EDITOR’S NOTE: Mr/Ms. Freud, your slip is showing with your contention that Ms. Foss-Eggemann’s “claims of maintaining the integrity of the electoral process rings very hallow….” [Emphasis added.]

We always trumpet involvement, but we prefer the involvement of reasonably competent people when we can get them. Now maybe Ms. Grau IS a reasonably competent person, and maybe the elections officials conducting her hearing this Friday will confirm that – at least re petition filing compliance. But we’ve seen more auspicious starts.

I do not speak for any camp. I offer my own analysis of what I see.

Are you telling me that that middle group does not exist??

EDITOR’S NOTE: Nope. But we’re not sure that there is only one “middle group” – although we’re pretty sure the majority of any such middle group are folks who don’t know and don’t care about the Park Board election, Ms. Grau, Ms. Foss-Eggemann, or the petition objection.

If you read the objections, there is some validity.

There are three stated problems with the Grau paperwork. The binder vs staple is the least likely to be problematic, and therefore is the one that people who like to discredit the whole affair cling to. The second is that the candidate put the incorrect name of the office she is running for on the Statement of Econimic Interest (the one that discloses any financial conflicts of interest). And the third claim is that the Statement of Candidacy is not attached to the packet at all, in spite of there being very simple language instructing the candidate to do so printed directly on the top of that form.
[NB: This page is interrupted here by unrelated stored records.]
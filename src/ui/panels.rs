use std::path::PathBuf;

use eframe::egui::{self, Color32, DroppedFile, RichText, Ui};

use crate::data::export::export_file_name;
use crate::data::filter::Summary;
use crate::data::loader::UploadedFile;
use crate::state::{AppState, NoticeLevel, SourceMode};

// ---------------------------------------------------------------------------
// Left side panel – data source and symbol selection
// ---------------------------------------------------------------------------

/// Render the left control panel.
pub fn side_panel(ui: &mut Ui, state: &mut AppState) {
    ui.heading("Data source");
    ui.separator();

    let mut mode = state.mode;
    ui.label("Choose how to load your data:");
    for option in [SourceMode::Upload, SourceMode::Folder] {
        ui.radio_value(&mut mode, option, option.label());
    }
    state.set_mode(mode);
    ui.add_space(6.0);

    match state.mode {
        SourceMode::Upload => upload_controls(ui, state),
        SourceMode::Folder => folder_controls(ui, state),
    }

    ui.separator();
    symbol_selector(ui, state);
}

fn upload_controls(ui: &mut Ui, state: &mut AppState) {
    if ui.button("Browse CSV files…").clicked() {
        open_files_dialog(state);
    }
    ui.label(RichText::new("or drop CSV files onto the window").small());

    if state.uploads.is_empty() {
        return;
    }

    ui.add_space(4.0);
    let mut remove = None;
    for (i, file) in state.uploads.iter().enumerate() {
        ui.horizontal(|ui: &mut Ui| {
            if ui.small_button("✖").on_hover_text("Remove").clicked() {
                remove = Some(i);
            }
            ui.label(&file.name);
        });
    }
    if let Some(i) = remove {
        state.remove_upload(i);
    }
    if ui.small_button("Clear all").clicked() {
        state.clear_uploads();
    }
}

fn folder_controls(ui: &mut Ui, state: &mut AppState) {
    ui.label("Folder containing your CSV files:");
    let response = ui.text_edit_singleline(&mut state.folder_input);
    let mut submit = response.lost_focus();

    let mut browse = false;
    let mut reload = false;
    ui.horizontal(|ui: &mut Ui| {
        submit |= ui.button("Load").clicked();
        browse = ui.button("Browse…").clicked();
        reload = ui
            .add_enabled(state.folder_path.is_some(), egui::Button::new("Reload"))
            .on_hover_text("Read the folder again from disk")
            .clicked();
    });

    if browse {
        open_folder_dialog(state);
    } else if reload {
        state.reload_folder();
    } else if submit {
        state.submit_folder();
    }
}

fn symbol_selector(ui: &mut Ui, state: &mut AppState) {
    if state.symbols.is_empty() {
        ui.label("No dataset loaded.");
        return;
    }

    ui.strong("Select Stock Symbol:");
    let current = state.selected.clone().unwrap_or_default();
    let mut chosen = None;
    egui::ComboBox::from_id_salt("symbol")
        .selected_text(&current)
        .width(ui.available_width())
        .show_ui(ui, |ui: &mut Ui| {
            for symbol in &state.symbols {
                let text = RichText::new(symbol).color(state.color_map.color_for(symbol));
                if ui.selectable_label(current == *symbol, text).clicked() {
                    chosen = Some(symbol.clone());
                }
            }
        });

    if let Some(symbol) = chosen {
        state.select_symbol(&symbol);
    }
}

// ---------------------------------------------------------------------------
// Top bar
// ---------------------------------------------------------------------------

/// Render the top menu / toolbar.
pub fn top_bar(ui: &mut Ui, state: &mut AppState) {
    egui::menu::bar(ui, |ui: &mut Ui| {
        ui.menu_button("File", |ui: &mut Ui| {
            if ui.button("Upload CSV files…").clicked() {
                open_files_dialog(state);
                ui.close_menu();
            }
            if ui.button("Open folder…").clicked() {
                open_folder_dialog(state);
                ui.close_menu();
            }
        });

        ui.separator();

        if let Some(loaded) = state.report.as_ref().and_then(|r| r.result.as_ref().ok()) {
            ui.label(format!(
                "{} records, {} symbols, {} file(s)",
                loaded.dataset.len(),
                state.symbols.len(),
                loaded.files_loaded
            ));
        }

        if let Some(msg) = &state.status_message {
            ui.separator();
            ui.label(msg);
        }
    });
}

// ---------------------------------------------------------------------------
// Dashboard widgets
// ---------------------------------------------------------------------------

/// Render the current notices, coloured by level.
pub fn notices(ui: &mut Ui, state: &AppState) {
    for notice in state.notices() {
        let (icon, color) = match notice.level {
            NoticeLevel::Info => ("ℹ", Color32::LIGHT_BLUE),
            NoticeLevel::Success => ("✔", Color32::from_rgb(80, 200, 120)),
            NoticeLevel::Warning => ("⚠", Color32::from_rgb(230, 180, 40)),
            NoticeLevel::Error => ("✖", Color32::RED),
        };
        ui.label(RichText::new(format!("{icon} {}", notice.text)).color(color));
    }
}

/// Records, date range and latest close, side by side.
pub fn metrics_row(ui: &mut Ui, summary: &Summary) {
    ui.columns(3, |cols: &mut [Ui]| {
        metric(&mut cols[0], "Records", summary.records.to_string());
        metric(&mut cols[1], "Date Range", summary.date_range_label());
        metric(&mut cols[2], "Latest Close", summary.latest_close_label());
    });
}

fn metric(ui: &mut Ui, label: &str, value: String) {
    ui.group(|ui: &mut Ui| {
        ui.set_width(ui.available_width());
        ui.label(RichText::new(label).small());
        ui.label(RichText::new(value).size(22.0).strong());
    });
}

/// Save the whole filtered view as `{symbol}_data.csv`.
pub fn download_button(ui: &mut Ui, state: &mut AppState) {
    let Some(file_name) = state.view.as_ref().map(|v| export_file_name(&v.symbol)) else {
        return;
    };

    if ui.button("Download filtered data as CSV").clicked() {
        let target = rfd::FileDialog::new()
            .set_title("Save filtered data")
            .set_file_name(file_name)
            .add_filter("CSV", &["csv"])
            .save_file();
        if let Some(path) = target {
            state.export_to(&path);
        }
    }
}

// ---------------------------------------------------------------------------
// File dialogs and drag-and-drop
// ---------------------------------------------------------------------------

pub fn open_files_dialog(state: &mut AppState) {
    let files = rfd::FileDialog::new()
        .set_title("Upload CSV files")
        .add_filter("CSV", &["csv"])
        .pick_files();

    if let Some(paths) = files {
        read_uploads(state, paths);
    }
}

pub fn open_folder_dialog(state: &mut AppState) {
    let folder = rfd::FileDialog::new()
        .set_title("Folder containing CSV files")
        .pick_folder();

    if let Some(path) = folder {
        state.open_folder(&path);
    }
}

/// Turn files dropped on the window into uploads. Non-CSV files are ignored.
pub fn accept_dropped_files(state: &mut AppState, dropped: Vec<DroppedFile>) {
    let mut uploads = Vec::new();
    let mut paths = Vec::new();

    for file in dropped {
        let name = match (&file.path, file.name.is_empty()) {
            (Some(path), true) => path
                .file_name()
                .map(|n| n.to_string_lossy().into_owned())
                .unwrap_or_default(),
            _ => file.name.clone(),
        };
        if !name.ends_with(".csv") {
            log::warn!("Ignoring dropped file {name}: not a CSV");
            continue;
        }
        match (file.bytes, file.path) {
            (Some(bytes), _) => uploads.push(UploadedFile::new(name, bytes)),
            (None, Some(path)) => paths.push(path),
            (None, None) => log::warn!("Dropped file {name} has no content"),
        }
    }

    state.add_uploads(uploads);
    if !paths.is_empty() {
        read_uploads(state, paths);
    }
}

fn read_uploads(state: &mut AppState, paths: Vec<PathBuf>) {
    let mut files = Vec::new();
    let mut errors = Vec::new();
    for path in paths {
        match UploadedFile::from_path(&path) {
            Ok(file) => files.push(file),
            Err(e) => {
                log::error!("Failed to read {}: {e}", path.display());
                errors.push(format!("could not read {}: {e}", path.display()));
            }
        }
    }

    state.add_uploads(files);
    if !errors.is_empty() {
        state.status_message = Some(format!("Error: {}", errors.join("; ")));
    }
}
And from what I’ve read about the D64 objection, the candidate got barely over the paltry 50-some signatures, and many of those don’t appear to be valid voters in the district. That’s certainly worth an objection. Who, other than aware supporters of one candidate or another, would go through the effort?
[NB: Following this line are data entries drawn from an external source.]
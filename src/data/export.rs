use std::path::Path;

use anyhow::{Context, Result};
use chrono::Timelike;

use super::filter::FilteredView;
use super::model::{CLOSE_COLUMN, DATETIME_COLUMN, Record, SYMBOL_COLUMN};

/// Download file name for a symbol's view.
pub fn export_file_name(symbol: &str) -> String {
    format!("{symbol}_data.csv")
}

/// Serialize the whole view as CSV: header row, dataset column order, no
/// index column.
///
/// Datetimes are written date-only when every row sits on midnight.
pub fn to_csv_bytes(view: &FilteredView) -> Result<Vec<u8>> {
    let date_only = view.records.iter().all(|r| {
        r.datetime.time().num_seconds_from_midnight() == 0 && r.datetime.nanosecond() == 0
    });

    let mut writer = csv::Writer::from_writer(Vec::new());
    writer
        .write_record(&view.columns)
        .context("writing CSV header")?;

    for record in &view.records {
        let row = view.columns.iter().map(|col| field(record, col, date_only));
        writer.write_record(row).context("writing CSV row")?;
    }

    writer
        .into_inner()
        .map_err(|e| anyhow::anyhow!("flushing CSV writer: {}", e.error()))
}

/// Write the view to `path`.
pub fn save_csv(view: &FilteredView, path: &Path) -> Result<()> {
    let bytes = to_csv_bytes(view)?;
    std::fs::write(path, bytes).with_context(|| format!("writing {}", path.display()))?;
    log::info!(
        "Exported {} {} rows to {}",
        view.len(),
        view.symbol,
        path.display()
    );
    Ok(())
}

fn field(record: &Record, column: &str, date_only: bool) -> String {
    match column {
        SYMBOL_COLUMN => record.symbol.clone(),
        DATETIME_COLUMN if date_only => record.datetime.format("%Y-%m-%d").to_string(),
        DATETIME_COLUMN => record.datetime.format("%Y-%m-%d %H:%M:%S%.f").to_string(),
        CLOSE_COLUMN if record.close.is_nan() => String::new(),
        CLOSE_COLUMN => format!("{:?}", record.close),
        other => record
            .extra
            .get(other)
            .map(|v| v.to_csv_field())
            .unwrap_or_default(),
    }
}

#[cfg(test)]
mod tests {
    use super::*;
    use crate::data::loader::{UploadedFile, load_uploads, parse_csv};
    use crate::data::model::Dataset;
    use tempfile::TempDir;

    fn view_of(files: &[(&str, &str)], symbol: &str) -> FilteredView {
        let uploads: Vec<UploadedFile> = files
            .iter()
            .map(|(name, csv)| UploadedFile::new(*name, csv.as_bytes().to_vec()))
            .collect();
        let loaded = load_uploads(&uploads).result.unwrap();
        FilteredView::new(&loaded.dataset, symbol)
    }

    fn reparse(bytes: &[u8], symbol: &str) -> FilteredView {
        let table = parse_csv(bytes).unwrap();
        let mut ds = Dataset::default();
        ds.append(&table.columns, table.records);
        FilteredView::new(&ds, symbol)
    }

    #[test]
    fn file_name_follows_symbol() {
        assert_eq!(export_file_name("AAPL"), "AAPL_data.csv");
    }

    #[test]
    fn export_writes_header_without_index() {
        let view = view_of(
            &[("A.csv", "symbol,datetime,close\nAAPL,2024-01-02,185.5\n")],
            "AAPL",
        );
        let text = String::from_utf8(to_csv_bytes(&view).unwrap()).unwrap();
        assert_eq!(text, "symbol,datetime,close\nAAPL,2024-01-02,185.5\n");
    }

    #[test]
    fn export_round_trips_mixed_columns() {
        let view = view_of(
            &[
                (
                    "A.csv",
                    "datetime,symbol,close,exchange,volume\n\
                     2024-01-03 16:00:00,AAPL,184.0,NASDAQ,100\n\
                     2024-01-02 16:00:00.250,AAPL,185.64,\"NAS, DAQ\",\n",
                ),
                (
                    "B.csv",
                    "symbol,datetime,close,adj_close\n\
                     AAPL,2024-01-04 16:00:00,181.91,181.5\n\
                     MSFT,2024-01-04 16:00:00,370.0,369.0\n",
                ),
            ],
            "AAPL",
        );
        assert_eq!(view.len(), 3);

        let bytes = to_csv_bytes(&view).unwrap();
        let again = reparse(&bytes, "AAPL");
        assert_eq!(again, view);
    }

    #[test]
    fn export_round_trips_date_only_rows() {
        let view = view_of(
            &[(
                "A.csv",
                "symbol,datetime,close,split\nAAPL,2024-01-03,184,1.0\nAAPL,2024-01-02,185.64,true\n",
            )],
            "AAPL",
        );
        let bytes = to_csv_bytes(&view).unwrap();
        assert!(String::from_utf8_lossy(&bytes).contains("AAPL,2024-01-02,185.64,true"));
        assert_eq!(reparse(&bytes, "AAPL"), view);
    }

    #[test]
    fn missing_close_is_written_blank() {
        let view = view_of(
            &[("A.csv", "symbol,datetime,close\nAAPL,2024-01-02,\nAAPL,2024-01-03,184.25\n")],
            "AAPL",
        );
        let bytes = to_csv_bytes(&view).unwrap();
        assert!(String::from_utf8_lossy(&bytes).contains("AAPL,2024-01-02,\n"));

        let again = reparse(&bytes, "AAPL");
        assert!(again.records[0].close.is_nan());
        assert_eq!(again.records[1].close, 184.25);
    }

    #[test]
    fn save_csv_writes_full_view() {
        let mut csv = String::from("symbol,datetime,close\n");
        for day in 1..=12 {
            csv.push_str(&format!("AAPL,2024-01-{day:02},{day}.5\n"));
        }
        let view = view_of(&[("A.csv", csv.as_str())], "AAPL");

        let dir = TempDir::new().unwrap();
        let path = dir.path().join(export_file_name("AAPL"));
        save_csv(&view, &path).unwrap();

        let written = std::fs::read(&path).unwrap();
        assert_eq!(reparse(&written, "AAPL").len(), 12);
    }
}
But your final point is the key: only an opposing candidate or one of that candidate’s strong supporters would go through the effort to challenge a petition. So, of course, the objector is trying to make it easier for a candidate he/she favors to win by knocking out opponents who couldn’t handle the basic petition filing.

EDITOR’S NOTE: We’re not election lawyers, so we focused on the binder-clip objection because: (a) it’s the easiest one for most people to grasp; and (b) it illustrates the arcane nature of the Election Code, demonstrating why the Board of Elections suggests that candidates consult with an election attorney.
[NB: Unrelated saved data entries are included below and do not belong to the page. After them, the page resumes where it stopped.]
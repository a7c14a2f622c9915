use std::collections::BTreeMap;

use eframe::egui::Color32;
use palette::{Hsl, IntoColor, Srgb};

// ---------------------------------------------------------------------------
// Color palette generator
// ---------------------------------------------------------------------------

/// Generates `n` visually distinct colours using evenly spaced hues.
pub fn generate_palette(n: usize) -> Vec<Color32> {
    (0..n)
        .map(|i| {
            let hue = (i as f32 / n as f32) * 360.0;
            let hsl = Hsl::new(hue, 0.70, 0.50);
            let rgb: Srgb = hsl.into_color();
            Color32::from_rgb(
                (rgb.red * 255.0) as u8,
                (rgb.green * 255.0) as u8,
                (rgb.blue * 255.0) as u8,
            )
        })
        .collect()
}

// ---------------------------------------------------------------------------
// Symbol → Color32
// ---------------------------------------------------------------------------

/// Assigns each loaded symbol a line colour, stable for a given symbol list.
#[derive(Debug, Clone, Default)]
pub struct ColorMap {
    mapping: BTreeMap<String, Color32>,
}

impl ColorMap {
    pub fn new(symbols: &[String]) -> Self {
        let mapping = symbols
            .iter()
            .cloned()
            .zip(generate_palette(symbols.len()))
            .collect();
        ColorMap { mapping }
    }

    /// Colour for `symbol`; unknown symbols get the default plot blue.
    pub fn color_for(&self, symbol: &str) -> Color32 {
        self.mapping
            .get(symbol)
            .copied()
            .unwrap_or(Color32::LIGHT_BLUE)
    }
}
I hear Ms. Grau is a candidate representing “Go Green Park Ridge,” which has a website,, but has no “Who We Are” tab explaining what GGPR is or who runs it. And I checked the secretary of state corporations website and GGPR is not registered. There is a Facebook page, but that too is missing that information.

So besides Ms. Grau not getting her petitions straight, it looks like she is part of a shadow organization (assuming “organization” is the correct term) that is not at all forthcoming about itself. That concerns me.


Your right!! Why we anon poster of all people should be upset about people possibly hiding things!, who do they think they are?!?


I clicked on the link you provided and you are right…..this group is really up to something. Why they have tabs for thing like Garden Walks and recycling. They even have an announcement for an electronics recycling event, at St. Paul!!!! AHHHHH!!! Bunch of subversives!!!

I am not a candidate of the “GGPR party”. I am a citizen running for office. If you want to know what we stand for ask the Park District, City Council or the mayor for that matter.

By the way, one more thing, you stated “I hear Ms. Grau is a candidate representing “Go Green Park Ridge,” Is that true??

I mean it is not as if Go Green is a political party that has a slate of candidates. Is it not more accurate to say that she is a member of Go Green who happens to be running for the PD board??

There are many organizations in town that many or our elected officials belong to. That does not mean they were “representing” that organizations when they ran. We have had PD board members who were/are very involved as members of youth football, baseball and indian scouts, all who use PD facilities. That does not mean when they ran they were representing these organizations.

The Go Green group is made up of a few very loud, annoying, fanatical moms, that have waged Jihad against green grass and common sense.

The group is either embarrassed of what they represent, or don’t want their name identified with cow manure, since the site, doesn’t identify its members on its website. This is a strange group. Another group, trying to make Park Ridge worse because they are bored, and something they can tell their friends they are conquering.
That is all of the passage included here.